Mucho ruido y pocas nueces
Entre tanto ruido y pocas nueces, asistimos al periódico bombardeo publicitario presentando a los futuros candidatos de las elecciones que se aproximan. Escuchar las propuestas, por llamarlas de algún modo, genera tristeza.

Domingo 15 de Mayo de 2011

Entre tanto ruido y pocas nueces, asistimos al periódico bombardeo publicitario presentando a los futuros candidatos de las elecciones que se aproximan. Escuchar las propuestas, por llamarlas de algún modo, genera tristeza. Una mediocridad casi ufana se regodea, mostrando una vez más que la gran mayoría toca de oído y desafina bastante.
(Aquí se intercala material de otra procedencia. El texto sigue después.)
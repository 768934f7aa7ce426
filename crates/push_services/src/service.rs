use reqwest::{Client, StatusCode};
use sqlx::{PgPool, Row};
use tracing::{debug, info, warn};
use uuid::Uuid;

use crate::types::{DeliveryOutcome, PushError, PushPayload, PushSubscription, SubscribeRequest};

/// How long push services may queue an undelivered message, in seconds.
const PUSH_TTL_SECONDS: u32 = 4 * 7 * 24 * 60 * 60;

/// True for response codes the push service uses to say the subscription
/// is permanently dead and should be dropped.
pub fn is_permanent_failure(status: StatusCode) -> bool {
    matches!(status.as_u16(), 404 | 410)
}

/// Service for keeping push subscriptions and delivering payloads to them.
pub struct PushService {
    pool: PgPool,
    client: Client,
}

impl PushService {
    /// Creates a new instance of `PushService` with the provided database
    /// connection pool.
    pub fn new(pool: PgPool) -> Self {
        Self {
            pool,
            client: Client::new(),
        }
    }

    /// Registers or refreshes a subscription for the user. The same
    /// endpoint re-subscribing only updates its key material.
    pub async fn subscribe(
        &self,
        user_id: &Uuid,
        request: &SubscribeRequest,
    ) -> Result<(), PushError> {
        sqlx::query(
            r#"
            INSERT INTO push_subscriptions (user_id, endpoint, p256dh, auth)
            VALUES ($1, $2, $3, $4)
            ON CONFLICT (user_id, endpoint) DO UPDATE SET
                p256dh = EXCLUDED.p256dh,
                auth = EXCLUDED.auth
            "#,
        )
        .bind(user_id)
        .bind(&request.endpoint)
        .bind(&request.keys.p256dh)
        .bind(&request.keys.auth)
        .execute(&self.pool)
        .await?;

        Ok(())
    }

    /// Fetches every subscription registered for a user.
    pub async fn subscriptions_for_user(
        &self,
        user_id: &Uuid,
    ) -> Result<Vec<PushSubscription>, PushError> {
        let rows = sqlx::query(
            r#"
            SELECT id, user_id, endpoint, p256dh, auth, created_at
            FROM push_subscriptions
            WHERE user_id = $1
            "#,
        )
        .bind(user_id)
        .fetch_all(&self.pool)
        .await?;

        let subscriptions = rows
            .into_iter()
            .map(|row| PushSubscription {
                id: row.get("id"),
                user_id: row.get("user_id"),
                endpoint: row.get("endpoint"),
                p256dh: row.get("p256dh"),
                auth: row.get("auth"),
                created_at: row.get("created_at"),
            })
            .collect();

        Ok(subscriptions)
    }

    /// Deletes a subscription, typically after its endpoint reported a
    /// permanent failure.
    pub async fn remove_subscription(&self, subscription_id: &Uuid) -> Result<(), PushError> {
        sqlx::query("DELETE FROM push_subscriptions WHERE id = $1")
            .bind(subscription_id)
            .execute(&self.pool)
            .await?;

        Ok(())
    }

    /// Posts a payload to one subscription endpoint and classifies the
    /// response.
    pub async fn push_to_subscription(
        &self,
        subscription: &PushSubscription,
        payload: &PushPayload,
    ) -> Result<DeliveryOutcome, PushError> {
        let response = self
            .client
            .post(&subscription.endpoint)
            .header("TTL", PUSH_TTL_SECONDS)
            .json(payload)
            .send()
            .await;

        let response = match response {
            Ok(response) => response,
            Err(e) => {
                return Ok(DeliveryOutcome::Failed(
                    e.status().map(|s| s.as_u16()).unwrap_or(0),
                ));
            }
        };

        let status = response.status();
        if status.is_success() {
            Ok(DeliveryOutcome::Delivered)
        } else if is_permanent_failure(status) {
            Ok(DeliveryOutcome::Gone)
        } else {
            Ok(DeliveryOutcome::Failed(status.as_u16()))
        }
    }

    /// Best-effort delivery of a payload to every subscription a user
    /// holds. Dead endpoints are pruned; transient failures are logged and
    /// the subscription kept for next time.
    pub async fn notify_user(
        &self,
        user_id: &Uuid,
        payload: &PushPayload,
    ) -> Result<(), PushError> {
        let subscriptions = self.subscriptions_for_user(user_id).await?;

        if subscriptions.is_empty() {
            debug!("No push subscriptions for user {}", user_id);
            return Ok(());
        }

        for subscription in subscriptions {
            match self.push_to_subscription(&subscription, payload).await? {
                DeliveryOutcome::Delivered => {
                    debug!("Delivered push to {}", subscription.endpoint);
                }
                DeliveryOutcome::Gone => {
                    info!(
                        "Pruning dead push subscription {} for user {}",
                        subscription.id, user_id
                    );
                    self.remove_subscription(&subscription.id).await?;
                }
                DeliveryOutcome::Failed(status) => {
                    warn!(
                        "Push to {} failed with status {}, keeping subscription",
                        subscription.endpoint, status
                    );
                }
            }
        }

        Ok(())
    }
}

#[cfg(test)]
mod tests {
    use super::*;

    #[test]
    fn test_permanent_failure_codes_prune() {
        assert!(is_permanent_failure(StatusCode::NOT_FOUND));
        assert!(is_permanent_failure(StatusCode::GONE));
    }

    #[test]
    fn test_transient_codes_keep_subscription() {
        assert!(!is_permanent_failure(StatusCode::TOO_MANY_REQUESTS));
        assert!(!is_permanent_failure(StatusCode::BAD_GATEWAY));
        assert!(!is_permanent_failure(StatusCode::CREATED));
    }

    #[test]
    fn test_payload_shape() {
        let payload = PushPayload {
            title: "Booking update".to_string(),
            body: "Your booking is approved.".to_string(),
            url: "/bookings".to_string(),
        };

        let json = serde_json::to_value(&payload).unwrap();
        assert_eq!(json["title"], "Booking update");
        assert_eq!(json["body"], "Your booking is approved.");
        assert_eq!(json["url"], "/bookings");
    }
}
Nadie se cultiva, ni se informa cuando quiere ocuparse de los asuntos del Estado. Para qué perder tiempo revisando el pasado y si lo hicieran, se limitarán a la copia sin modificación alguna. Se percibe en la gente una resignación "globalizada" matizada con muy poco de esperanza aunque suficiente para seguir creyendo. Por ello, traigo a colación la destacada labor desarrollada por el conductor de Plan A, la tarde en que los posibles vice-gobernadores se expresaron respecto de la Educación. Dejando de lado la legislación por ser algo específico, las ideas vertidas señalaron un desconocimiento del tema, demostraron confusión en cuanto a la práctica docente, al aprendizaje del alumno, a la realidad que se vive hoy en las escuelas, a la falta de garantías. La única mujer del panel, más organizada, parecía dar forma a tanta insensatez pero terminó perdiéndose en un discurso vacío de contenidos. Se planteó una sola verdad: "No se destinaron nunca los dineros necesarios para satisfacer la demanda cultural". Entre tanto absurdo, aseveraron coincidir. ¿En qué?, no quedó claro. Y es aquí donde, el moderador, percatándose de la ineficiencia de los presentes, haciendo uso del arte de conducir, cerró hábilmente el programa demostrando ser más político que los que se postulaban como tales.